--- START ---

use std::{collections::HashMap, time::Duration};

use async_trait::async_trait;
use serde::Serialize;
use sqlx::{FromRow, PgPool};
use uuid::Uuid;

use crate::{
    error::{timed, AppError},
    roles::FALLBACK_ROLE_COLOR,
};

/// A user's role and its badge color. The pair is stored and cleared together.
#[derive(Debug, Clone, PartialEq, Eq, Serialize)]
pub struct RoleBadge {
    pub role: String,
    pub color: String,
}

#[derive(Debug, FromRow)]
struct ProfileRoleRow {
    id: Uuid,
    role: Option<String>,
    role_color: Option<String>,
}

impl ProfileRoleRow {
    fn into_badge(self) -> Option<(Uuid, RoleBadge)> {
        let role = self.role.filter(|r| !r.is_empty())?;
        let color = self
            .role_color
            .unwrap_or_else(|| FALLBACK_ROLE_COLOR.to_string());
        Some((self.id, RoleBadge { role, color }))
    }
}

#[async_trait]
pub trait ProfileRepo: Send + Sync {
    async fn badge_of(&self, user_id: Uuid) -> Result<Option<RoleBadge>, AppError>;
    async fn badges_for(&self, user_ids: &[Uuid]) -> Result<HashMap<Uuid, RoleBadge>, AppError>;
    /// `None` clears role and color together.
    async fn set_badge(&self, user_id: Uuid, badge: Option<&RoleBadge>) -> Result<(), AppError>;
}

pub struct PgProfileRepo {
    db: PgPool,
    timeout: Duration,
}

impl PgProfileRepo {
    pub fn new(db: PgPool, timeout: Duration) -> Self {
        Self { db, timeout }
    }
}

#[async_trait]
impl ProfileRepo for PgProfileRepo {
    async fn badge_of(&self, user_id: Uuid) -> Result<Option<RoleBadge>, AppError> {
        timed("database", self.timeout, async {
            let row = sqlx::query_as::<_, ProfileRoleRow>(
                r#"SELECT id, role, role_color FROM profiles WHERE id = $1"#,
            )
            .bind(user_id)
            .fetch_optional(&self.db)
            .await?;
            Ok(row.and_then(ProfileRoleRow::into_badge).map(|(_, b)| b))
        })
        .await
    }

    async fn badges_for(&self, user_ids: &[Uuid]) -> Result<HashMap<Uuid, RoleBadge>, AppError> {
        if user_ids.is_empty() {
            return Ok(HashMap::new());
        }
        timed("database", self.timeout, async {
            let rows = sqlx::query_as::<_, ProfileRoleRow>(
                r#"
                SELECT id, role, role_color
                FROM profiles
                WHERE id = ANY($1)
                "#,
            )
            .bind(user_ids)
            .fetch_all(&self.db)
            .await?;
            Ok(rows.into_iter().filter_map(ProfileRoleRow::into_badge).collect())
        })
        .await
    }

    async fn set_badge(&self, user_id: Uuid, badge: Option<&RoleBadge>) -> Result<(), AppError> {
        timed("database", self.timeout, async {
            sqlx::query(
                r#"
                INSERT INTO profiles (id, role, role_color, updated_at)
                VALUES ($1, $2, $3, now())
                ON CONFLICT (id) DO UPDATE
                   SET role = EXCLUDED.role,
                       role_color = EXCLUDED.role_color,
                       updated_at = now()
                "#,
            )
            .bind(user_id)
            .bind(badge.map(|b| b.role.as_str()))
            .bind(badge.map(|b| b.color.as_str()))
            .execute(&self.db)
            .await?;
            Ok(())
        })
        .await
    }
}
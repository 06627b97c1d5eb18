use axum::extract::FromRef;
use jsonwebtoken::{decode, DecodingKey, Validation};
use tracing::debug;

use super::claims::Claims;
use crate::{config::JwtConfig, state::AppState};

/// Verification material for provider-issued access tokens.
#[derive(Clone)]
pub struct JwtKeys {
    pub decoding: DecodingKey,
    pub issuer: String,
    pub audience: String,
}

impl From<&JwtConfig> for JwtKeys {
    fn from(cfg: &JwtConfig) -> Self {
        Self {
            decoding: DecodingKey::from_secret(cfg.secret.as_bytes()),
            issuer: cfg.issuer.clone(),
            audience: cfg.audience.clone(),
        }
    }
}

impl FromRef<AppState> for JwtKeys {
    fn from_ref(state: &AppState) -> Self {
        Self::from(&state.config.jwt)
    }
}

impl JwtKeys {
    pub fn verify(&self, token: &str) -> anyhow::Result<Claims> {
        let mut validation = Validation::default();
        validation.set_audience(std::slice::from_ref(&self.audience));
        validation.set_issuer(std::slice::from_ref(&self.issuer));
        let data = decode::<Claims>(token, &self.decoding, &validation)?;
        debug!(user_id = %data.claims.sub, "jwt verified");
        Ok(data.claims)
    }
}

#[cfg(test)]
pub(crate) mod tests {
    use super::*;
    use jsonwebtoken::{encode, EncodingKey, Header};
    use time::OffsetDateTime;
    use uuid::Uuid;

    pub(crate) fn sign(cfg: &JwtConfig, sub: Uuid, email: &str, ttl_secs: i64) -> String {
        let now = OffsetDateTime::now_utc().unix_timestamp();
        let claims = Claims {
            sub,
            exp: (now + ttl_secs) as usize,
            iat: Some(now as usize),
            iss: cfg.issuer.clone(),
            aud: cfg.audience.clone(),
            email: Some(email.to_string()),
        };
        encode(
            &Header::default(),
            &claims,
            &EncodingKey::from_secret(cfg.secret.as_bytes()),
        )
        .expect("sign token")
    }

    fn cfg(secret: &str, issuer: &str, audience: &str) -> JwtConfig {
        JwtConfig {
            secret: secret.into(),
            issuer: issuer.into(),
            audience: audience.into(),
        }
    }

    #[test]
    fn verifies_token_from_same_issuer() {
        let cfg = cfg("dev-secret", "test-issuer", "authenticated");
        let user_id = Uuid::new_v4();
        let token = sign(&cfg, user_id, "a@b.com", 300);
        let claims = JwtKeys::from(&cfg).verify(&token).expect("verify token");
        assert_eq!(claims.sub, user_id);
        assert_eq!(claims.email.as_deref(), Some("a@b.com"));
    }

    #[test]
    fn rejects_wrong_issuer_or_audience() {
        let good = cfg("same-secret", "good-iss", "good-aud");
        let bad = cfg("same-secret", "bad-iss", "bad-aud");
        let token = sign(&good, Uuid::new_v4(), "a@b.com", 300);
        assert!(JwtKeys::from(&bad).verify(&token).is_err());
    }

    #[test]
    fn rejects_wrong_secret() {
        let signer = cfg("secret-one", "iss", "aud");
        let verifier = cfg("secret-two", "iss", "aud");
        let token = sign(&signer, Uuid::new_v4(), "a@b.com", 300);
        assert!(JwtKeys::from(&verifier).verify(&token).is_err());
    }

    #[test]
    fn rejects_expired_token() {
        let cfg = cfg("dev-secret", "iss", "aud");
        let token = sign(&cfg, Uuid::new_v4(), "a@b.com", -3600);
        assert!(JwtKeys::from(&cfg).verify(&token).is_err());
    }
}
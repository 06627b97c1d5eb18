use std::time::Duration;

use anyhow::Context;
use serde::Deserialize;
use time::UtcOffset;

#[derive(Debug, Clone, Deserialize)]
pub struct JwtConfig {
    pub secret: String,
    pub issuer: String,
    pub audience: String,
}

/// Connection details for the hosted identity provider's admin API.
#[derive(Debug, Clone, Deserialize)]
pub struct IdentityConfig {
    pub url: String,
    pub service_key: String,
}

/// Business rules that differ between deployments.
#[derive(Debug, Clone)]
pub struct PolicyConfig {
    pub default_trial_days: u32,
    pub trial_offset: UtcOffset,
    pub hierarchy_editor_roles: Vec<String>,
    pub supreme_role: String,
    pub role_delete_cascade: bool,
}

impl Default for PolicyConfig {
    fn default() -> Self {
        Self {
            default_trial_days: 30,
            trial_offset: UtcOffset::UTC,
            hierarchy_editor_roles: vec![
                "Founder".into(),
                "Head Developer".into(),
                "Developer".into(),
            ],
            supreme_role: "Founder".into(),
            role_delete_cascade: false,
        }
    }
}

#[derive(Debug, Clone)]
pub struct AppConfig {
    pub database_url: String,
    pub jwt: JwtConfig,
    pub identity: IdentityConfig,
    /// Accept unverified tokens. Only safe behind a gateway that already verified them.
    pub trust_gateway: bool,
    pub upstream_timeout: Duration,
    pub policy: PolicyConfig,
}

const MIN_TIMEOUT_SECS: u64 = 10;
const MAX_TIMEOUT_SECS: u64 = 30;

impl AppConfig {
    pub fn from_env() -> anyhow::Result<Self> {
        let database_url = std::env::var("DATABASE_URL").context("DATABASE_URL")?;
        let jwt = JwtConfig {
            secret: std::env::var("JWT_SECRET").context("JWT_SECRET")?,
            issuer: std::env::var("JWT_ISSUER").unwrap_or_else(|_| "rolegate".into()),
            audience: std::env::var("JWT_AUDIENCE").unwrap_or_else(|_| "authenticated".into()),
        };
        let identity = IdentityConfig {
            url: std::env::var("IDENTITY_URL").context("IDENTITY_URL")?,
            service_key: std::env::var("IDENTITY_SERVICE_KEY").context("IDENTITY_SERVICE_KEY")?,
        };

        let defaults = PolicyConfig::default();
        let policy = PolicyConfig {
            default_trial_days: env_parse("DEFAULT_TRIAL_DAYS").unwrap_or(defaults.default_trial_days),
            trial_offset: match std::env::var("TRIAL_UTC_OFFSET") {
                Ok(raw) => parse_offset(&raw)
                    .with_context(|| format!("TRIAL_UTC_OFFSET={raw}"))?,
                Err(_) => defaults.trial_offset,
            },
            hierarchy_editor_roles: std::env::var("HIERARCHY_EDITOR_ROLES")
                .map(|v| split_list(&v))
                .unwrap_or(defaults.hierarchy_editor_roles),
            supreme_role: std::env::var("SUPREME_ROLE").unwrap_or(defaults.supreme_role),
            role_delete_cascade: env_parse("ROLE_DELETE_CASCADE")
                .unwrap_or(defaults.role_delete_cascade),
        };

        let timeout_secs = env_parse::<u64>("UPSTREAM_TIMEOUT_SECS")
            .unwrap_or(15)
            .clamp(MIN_TIMEOUT_SECS, MAX_TIMEOUT_SECS);

        Ok(Self {
            database_url,
            jwt,
            identity,
            trust_gateway: env_parse("TRUST_GATEWAY").unwrap_or(false),
            upstream_timeout: Duration::from_secs(timeout_secs),
            policy,
        })
    }
}

fn env_parse<T: std::str::FromStr>(key: &str) -> Option<T> {
    std::env::var(key).ok().and_then(|v| v.trim().parse::<T>().ok())
}

fn split_list(raw: &str) -> Vec<String> {
    raw.split(',')
        .map(str::trim)
        .filter(|s| !s.is_empty())
        .map(String::from)
        .collect()
}

/// Parses `+HH:MM` / `-HH:MM`.
pub(crate) fn parse_offset(raw: &str) -> anyhow::Result<UtcOffset> {
    let format = time::macros::format_description!("[offset_hour sign:mandatory]:[offset_minute]");
    UtcOffset::parse(raw.trim(), &format).map_err(|e| anyhow::anyhow!(e.to_string()))
}

#[cfg(test)]
mod tests {
    use super::*;

    #[test]
    fn split_list_trims_and_drops_empty() {
        assert_eq!(
            split_list(" Founder, Head Developer ,,Developer"),
            vec!["Founder", "Head Developer", "Developer"]
        );
    }

    #[test]
    fn parse_offset_accepts_signed_hours() {
        assert_eq!(parse_offset("+00:00").unwrap(), UtcOffset::UTC);
        assert_eq!(
            parse_offset("-05:30").unwrap(),
            UtcOffset::from_hms(-5, -30, 0).unwrap()
        );
        assert!(parse_offset("nonsense").is_err());
    }

    #[test]
    fn default_policy_matches_known_roles() {
        let p = PolicyConfig::default();
        assert_eq!(p.default_trial_days, 30);
        assert_eq!(p.supreme_role, "Founder");
        assert!(p.hierarchy_editor_roles.iter().any(|r| r == "Developer"));
        assert!(!p.role_delete_cascade);
    }
}
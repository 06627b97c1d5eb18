use rolegate::{app, state::AppState};

#[tokio::main]
async fn main() -> anyhow::Result<()> {
    dotenvy::dotenv().ok();

    let env_filter = std::env::var("RUST_LOG")
        .unwrap_or_else(|_| "rolegate=debug,axum=info,tower_http=info".to_string());
    let json_logs = std::env::var("LOG_FORMAT")
        .map(|v| v == "json")
        .unwrap_or(false);

    if json_logs {
        tracing_subscriber::fmt()
            .with_env_filter(env_filter)
            .with_target(false)
            .json()
            .init();
    } else {
        tracing_subscriber::fmt().with_env_filter(env_filter).init();
    }

    let state = AppState::init().await?;
    app::serve(app::build_app(state)).await
}
use axum::{
    async_trait,
    extract::{FromRef, FromRequestParts},
    http::request::Parts,
};
use tracing::warn;
use uuid::Uuid;

use super::{jwt::JwtKeys, token::extract_identity};
use crate::{error::AppError, state::AppState};

/// Authenticated caller, as far as the bearer token can tell.
#[derive(Debug, Clone)]
pub struct AuthUser {
    pub id: Uuid,
    pub email: Option<String>,
}

#[async_trait]
impl FromRequestParts<AppState> for AuthUser {
    type Rejection = AppError;

    async fn from_request_parts(
        parts: &mut Parts,
        state: &AppState,
    ) -> Result<Self, Self::Rejection> {
        let auth = parts
            .headers
            .get(axum::http::header::AUTHORIZATION)
            .and_then(|h| h.to_str().ok())
            .ok_or_else(|| AppError::Unauthorized("No authorization header".into()))?;

        let token = auth
            .strip_prefix("Bearer ")
            .or_else(|| auth.strip_prefix("bearer "))
            .map(str::trim)
            .filter(|t| !t.is_empty())
            .ok_or_else(|| AppError::Unauthorized("Invalid auth scheme".into()))?;

        if state.config.trust_gateway {
            let identity = extract_identity(token).map_err(|e| {
                warn!(error = %e, "undecodable gateway token");
                AppError::Unauthorized(e.to_string())
            })?;
            let id = Uuid::parse_str(&identity.subject)
                .map_err(|_| AppError::Unauthorized("Invalid user ID in token".into()))?;
            return Ok(AuthUser {
                id,
                email: identity.email,
            });
        }

        let claims = JwtKeys::from_ref(state).verify(token).map_err(|e| {
            warn!(error = %e, "invalid or expired token");
            AppError::Unauthorized("Invalid or expired token".into())
        })?;

        Ok(AuthUser {
            id: claims.sub,
            email: claims.email,
        })
    }
}
// Copyright (c) 2024-2026 Martin Schröder <info@swedishembedded.com>
//
// SPDX-License-Identifier: Apache-2.0
//! Tool-schema sanitization for the upstream's restricted schema dialect.
//!
//! The upstream accepts only a small subset of JSON Schema: uppercase
//! primitive type names, `properties`/`required`/`items`/`enum`, and a
//! free-form `description`.  Everything else — `$ref`, `allOf`,
//! `anyOf`/`oneOf`, type arrays, string constraints — must be flattened
//! or folded into the description before the declaration leaves the
//! process.  The transformation is idempotent so replayed histories can
//! be sanitized again without drift.

use serde_json::{json, Map, Value};

/// Constraint keywords the upstream rejects; their values are folded
/// into the description instead of being dropped silently.
const FOLDED_CONSTRAINTS: &[&str] = &[
    "minLength",
    "maxLength",
    "pattern",
    "format",
    "examples",
    "default",
    "minimum",
    "maximum",
    "exclusiveMinimum",
    "exclusiveMaximum",
    "multipleOf",
    "uniqueItems",
    "minProperties",
    "maxProperties",
    "minItems",
    "maxItems",
];

/// Normalise a tool name to `[A-Za-z0-9_-]{1,64}`.
pub fn sanitize_tool_name(name: &str) -> String {
    let mut out: String = name
        .chars()
        .map(|c| if c.is_ascii_alphanumeric() || c == '_' || c == '-' { c } else { '_' })
        .take(64)
        .collect();
    if out.is_empty() {
        out.push_str("tool");
    }
    out
}

/// Sanitize a JSON-schema tree in place and return it.
///
/// `sanitize_schema(sanitize_schema(s)) == sanitize_schema(s)`.
pub fn sanitize_schema(schema: Value) -> Value {
    match schema {
        Value::Object(map) => sanitize_object(map),
        other => other,
    }
}

fn sanitize_object(mut map: Map<String, Value>) -> Value {
    // $ref cannot be resolved here; replace with an opaque object and
    // keep the target as a hint for the model.
    if let Some(reference) = map.get("$ref").and_then(Value::as_str).map(str::to_string) {
        return json!({
            "type": "OBJECT",
            "description": format!("Reference to {reference}"),
        });
    }

    // allOf: merge every branch into one object schema.
    if let Some(Value::Array(branches)) = map.remove("allOf") {
        let mut merged = map;
        for branch in branches {
            if let Value::Object(branch) = branch {
                merge_schema_into(&mut merged, branch);
            }
        }
        return sanitize_object(merged);
    }

    // anyOf / oneOf: the dialect has no unions, so pick the structurally
    // richest alternative and record the rest in the description.
    for union_key in ["anyOf", "oneOf"] {
        if let Some(Value::Array(alternatives)) = map.remove(union_key) {
            return flatten_union(map, alternatives);
        }
    }

    // Type arrays: take the first non-null entry.
    if let Some(Value::Array(types)) = map.get("type").cloned() {
        let first = types
            .iter()
            .filter_map(Value::as_str)
            .find(|t| !t.eq_ignore_ascii_case("null"))
            .unwrap_or("string")
            .to_string();
        map.insert("type".into(), Value::String(first));
    }

    // const → single-element enum.
    if let Some(constant) = map.remove("const") {
        map.insert("enum".into(), Value::Array(vec![constant]));
    }

    // Fold unsupported constraints into the description.
    let mut notes = Vec::new();
    for key in FOLDED_CONSTRAINTS {
        if let Some(v) = map.remove(*key) {
            notes.push(format!("{key}={}", terse(&v)));
        }
    }
    if !notes.is_empty() {
        append_description(&mut map, &format!("Constraints: {}", notes.join(", ")));
    }

    // Uppercase the primitive type name.
    if let Some(t) = map.get("type").and_then(Value::as_str) {
        let upper = t.to_ascii_uppercase();
        map.insert("type".into(), Value::String(upper));
    }

    // Recurse into child schemas.
    if let Some(Value::Object(props)) = map.remove("properties") {
        let sanitized: Map<String, Value> =
            props.into_iter().map(|(k, v)| (k, sanitize_schema(v))).collect();
        map.insert("properties".into(), Value::Object(sanitized));
    }
    if let Some(items) = map.remove("items") {
        map.insert("items".into(), sanitize_schema(items));
    }
    if let Some(additional) = map.remove("additionalProperties") {
        // Boolean additionalProperties is meaningless to the upstream.
        if additional.is_object() {
            map.insert("additionalProperties".into(), sanitize_schema(additional));
        }
    }

    Value::Object(map)
}

/// Merge `src` into `dst` for allOf flattening: properties and required
/// are unioned, scalar keys keep the first value seen.
fn merge_schema_into(dst: &mut Map<String, Value>, src: Map<String, Value>) {
    for (key, value) in src {
        match key.as_str() {
            "properties" => {
                let entry = dst
                    .entry("properties")
                    .or_insert_with(|| Value::Object(Map::new()));
                if let (Value::Object(d), Value::Object(s)) = (entry, value) {
                    for (pk, pv) in s {
                        d.entry(pk).or_insert(pv);
                    }
                }
            }
            "required" => {
                let entry = dst.entry("required").or_insert_with(|| Value::Array(vec![]));
                if let (Value::Array(d), Value::Array(s)) = (entry, value) {
                    for item in s {
                        if !d.contains(&item) {
                            d.push(item);
                        }
                    }
                }
            }
            _ => {
                dst.entry(key).or_insert(value);
            }
        }
    }
}

/// Structural rank used to pick a union winner: objects carry the most
/// information, then arrays, then primitives.
fn rank(schema: &Value) -> u8 {
    match schema.get("type").and_then(Value::as_str).map(str::to_ascii_lowercase).as_deref() {
        Some("object") => 3,
        Some("array") => 2,
        Some(_) => 1,
        // No explicit type: treat a schema with properties as an object.
        None if schema.get("properties").is_some() => 3,
        None => 1,
    }
}

fn type_label(schema: &Value) -> String {
    schema
        .get("type")
        .and_then(Value::as_str)
        .map(str::to_ascii_lowercase)
        .unwrap_or_else(|| {
            if schema.get("properties").is_some() { "object".into() } else { "unknown".into() }
        })
}

fn flatten_union(outer: Map<String, Value>, alternatives: Vec<Value>) -> Value {
    if alternatives.is_empty() {
        return sanitize_object(outer);
    }

    let labels: Vec<String> = alternatives.iter().map(type_label).collect();
    // Highest rank wins; ties go to the first alternative.
    let winner_idx = alternatives
        .iter()
        .enumerate()
        .max_by(|(ia, a), (ib, b)| rank(a).cmp(&rank(b)).then(ib.cmp(ia)))
        .map(|(i, _)| i)
        .unwrap_or(0);

    let mut winner = match alternatives.into_iter().nth(winner_idx) {
        Some(Value::Object(m)) => m,
        Some(other) => return sanitize_schema(other),
        None => Map::new(),
    };

    // Keys on the union node itself (description etc.) survive unless
    // the winner defines them.
    for (k, v) in outer {
        winner.entry(k).or_insert(v);
    }
    append_description(&mut winner, &format!("Accepts: {}", labels.join(" | ")));
    sanitize_object(winner)
}

fn append_description(map: &mut Map<String, Value>, note: &str) {
    let existing = map.get("description").and_then(Value::as_str).unwrap_or("");
    let combined = if existing.is_empty() {
        note.to_string()
    } else {
        format!("{existing} {note}")
    };
    map.insert("description".into(), Value::String(combined));
}

fn terse(v: &Value) -> String {
    match v {
        Value::String(s) => s.clone(),
        other => other.to_string(),
    }
}

// ─── Unit tests ──────────────────────────────────────────────────────────────

#[cfg(test)]
mod tests {
    use super::*;
    use serde_json::json;

    #[test]
    fn tool_name_strips_invalid_chars() {
        assert_eq!(sanitize_tool_name("my.tool:v2"), "my_tool_v2");
    }

    #[test]
    fn tool_name_truncates_to_64() {
        let long = "a".repeat(100);
        assert_eq!(sanitize_tool_name(&long).len(), 64);
    }

    #[test]
    fn tool_name_empty_falls_back() {
        assert_eq!(sanitize_tool_name(""), "tool");
    }

    #[test]
    fn primitive_types_are_uppercased() {
        let s = sanitize_schema(json!({ "type": "string" }));
        assert_eq!(s["type"], "STRING");
    }

    #[test]
    fn type_array_takes_first_non_null() {
        let s = sanitize_schema(json!({ "type": ["null", "integer"] }));
        assert_eq!(s["type"], "INTEGER");
    }

    #[test]
    fn const_becomes_single_element_enum() {
        let s = sanitize_schema(json!({ "type": "string", "const": "fixed" }));
        assert_eq!(s["enum"], json!(["fixed"]));
        assert!(s.get("const").is_none());
    }

    #[test]
    fn ref_is_inlined_with_hint() {
        let s = sanitize_schema(json!({ "$ref": "#/definitions/Thing" }));
        assert_eq!(s["type"], "OBJECT");
        assert!(s["description"].as_str().unwrap().contains("#/definitions/Thing"));
    }

    #[test]
    fn all_of_merges_properties_and_required() {
        let s = sanitize_schema(json!({
            "allOf": [
                { "type": "object", "properties": { "a": { "type": "string" } }, "required": ["a"] },
                { "type": "object", "properties": { "b": { "type": "integer" } }, "required": ["b"] }
            ]
        }));
        assert_eq!(s["type"], "OBJECT");
        assert_eq!(s["properties"]["a"]["type"], "STRING");
        assert_eq!(s["properties"]["b"]["type"], "INTEGER");
        assert_eq!(s["required"], json!(["a", "b"]));
        assert!(s.get("allOf").is_none());
    }

    #[test]
    fn any_of_picks_object_over_primitive() {
        let s = sanitize_schema(json!({
            "type": "object",
            "properties": {
                "x": {
                    "anyOf": [
                        { "type": "string" },
                        { "type": "object", "properties": { "k": { "type": "integer" } } }
                    ]
                }
            }
        }));
        let x = &s["properties"]["x"];
        assert_eq!(x["type"], "OBJECT");
        assert_eq!(x["properties"]["k"]["type"], "INTEGER");
        assert!(x["description"].as_str().unwrap().contains("Accepts: string | object"));
        assert!(x.get("anyOf").is_none());
    }

    #[test]
    fn any_of_tie_goes_to_first() {
        let s = sanitize_schema(json!({
            "anyOf": [
                { "type": "string", "description": "first" },
                { "type": "integer", "description": "second" }
            ]
        }));
        assert_eq!(s["type"], "STRING");
        assert!(s["description"].as_str().unwrap().starts_with("first"));
    }

    #[test]
    fn one_of_array_beats_primitive() {
        let s = sanitize_schema(json!({
            "oneOf": [
                { "type": "boolean" },
                { "type": "array", "items": { "type": "string" } }
            ]
        }));
        assert_eq!(s["type"], "ARRAY");
        assert_eq!(s["items"]["type"], "STRING");
    }

    #[test]
    fn string_constraints_fold_into_description() {
        let s = sanitize_schema(json!({
            "type": "string",
            "minLength": 3,
            "pattern": "^a",
            "format": "email"
        }));
        assert!(s.get("minLength").is_none());
        assert!(s.get("pattern").is_none());
        assert!(s.get("format").is_none());
        let d = s["description"].as_str().unwrap();
        assert!(d.contains("minLength=3"));
        assert!(d.contains("pattern=^a"));
        assert!(d.contains("format=email"));
    }

    #[test]
    fn numeric_bounds_fold_into_description() {
        let s = sanitize_schema(json!({
            "type": "integer",
            "minimum": 0,
            "maximum": 10,
            "exclusiveMaximum": 11
        }));
        assert!(s.get("minimum").is_none());
        assert!(s.get("maximum").is_none());
        assert!(s.get("exclusiveMaximum").is_none());
        let d = s["description"].as_str().unwrap();
        assert!(d.contains("minimum=0"));
        assert!(d.contains("maximum=10"));
        assert!(d.contains("exclusiveMaximum=11"));
    }

    #[test]
    fn boolean_additional_properties_is_dropped() {
        let s = sanitize_schema(json!({ "type": "object", "additionalProperties": false }));
        assert!(s.get("additionalProperties").is_none());
    }

    #[test]
    fn sanitize_is_idempotent() {
        let input = json!({
            "type": "object",
            "properties": {
                "x": {
                    "anyOf": [
                        { "type": "string" },
                        { "type": "object", "properties": { "k": { "type": "integer", "minimum": 0, "minLength": 1 } } }
                    ]
                },
                "y": { "type": ["null", "number"], "const": 5 }
            }
        });
        let once = sanitize_schema(input);
        let twice = sanitize_schema(once.clone());
        assert_eq!(once, twice);
    }

    #[test]
    fn nested_items_are_sanitized() {
        let s = sanitize_schema(json!({
            "type": "array",
            "items": { "type": "object", "properties": { "n": { "type": "number" } } }
        }));
        assert_eq!(s["items"]["properties"]["n"]["type"], "NUMBER");
    }
}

--- END ---

Please determine the number of lines in the records above that include the string "false", and answer with that number only.

5